I record my thanks to all the officials at the Department who worked together to continue to meet all the demands placed on them in 2013, including delivering a very successful Presidency agenda, introducing a budget under the new European cycle, positively interacting with the Irish Fiscal Advisory Council and managing the elements of the troika programme to leave the country in a position where we could successfully exit the three year EU-IMF programme of financial support, an economic transformation that allows us to remain unique, at this stage, in the EU and eurozone.

The Department has achieved important objectives during the year in a number of policy areas as targeted in the Statement of Strategy 2011-2014. Our success in achieving these objectives was facilitated, in large part, by changes in how we worked. This included the development of an integrated business planning process, which ensured resources were directed towards key priorities, the filling of senior appointments and a focus on training and development to ensure staff are appropriately skilled to meet the challenges. This thrust will continue during 2014.

We are committed to increasing transparency and openness, including regular reporting against targets, and outreach to our national and international stakeholders to better inform our policy development. The statistics bear this out. During 2013, my Department received 5,866 parliamentary questions, processed 220 freedom of information requests and processed 302 Government memos. In addition, my Department facilitated a number of consultation fora to extend the scope of our external interfaces.

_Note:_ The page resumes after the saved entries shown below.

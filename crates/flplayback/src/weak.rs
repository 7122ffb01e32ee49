//! Weak Target Proxy (spec §4.E), realized per spec §9 alternative (c):
//! Rust has no implicit retain cycle between a repeating timer and its
//! target, so no proxy object is needed when the engine is polled directly
//! (`PlaybackEngine::tick`). `WeakImageHandle` is provided for embedders
//! that do want a callback-style tick source (e.g. a GUI toolkit's display
//! link) without forcing the image to outlive the view that owns it,
//! grounded directly on the original's `FLWeakProxy`.

use std::sync::{Arc, Weak};

use flcache::AnimatedImage;

/// A non-owning handle to an `AnimatedImage`, analogous to `FLWeakProxy`
/// forwarding to a weakly-held target: holding one never keeps the image
/// (or its decode worker thread) alive.
#[derive(Clone)]
pub struct WeakImageHandle {
    inner: Weak<AnimatedImage>,
}

impl WeakImageHandle {
    #[must_use]
    pub fn new(image: &Arc<AnimatedImage>) -> Self {
        Self { inner: Arc::downgrade(image) }
    }

    /// Upgrade to a strong reference, or `None` if the image has already
    /// been dropped.
    #[must_use]
    pub fn upgrade(&self) -> Option<Arc<AnimatedImage>> {
        self.inner.upgrade()
    }
}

In line with this we have enhanced our communications strategy, launched a renewed website, and are publishing more of our policy papers and discussion documents, including detailed analysis on the effects of the pharma-cliff, an international tax strategy, and a report on the research and development tax credit review, with the goal of ensuring the Department's message reaches a wider audience and generates informed debate. The report card that we update weekly has proven a very useful means of communicating effectively with both the public and professionals interested in our continuing progress.

Before we commence our discussion of the 2014 Estimates, I would like, if I may, to touch briefly on the key outputs of the Department during 2013.

Looking briefly at initiatives in the banking sector, 2013, it is worth remembering, saw the delivery of a number of policy initiatives as well as a reduction in the State's exposure to the banking sector. During the year, my Department extinguished the eligible liabilities guarantee, the so-called bank guarantee, which has generated some €4.3 billion in fees and income for the State. My Department also returned some €4.5 billion to the State, through the successful sale of Irish Life, along with an additional dividend, the sale of contingent capital, CoCo, notes and preference shares in Bank of Ireland, both of which were sold at a slight profit. In addition, the entry of IBRC into special liquidation enabled a restructuring of the promissory notes, with associated benefits for the Exchequer.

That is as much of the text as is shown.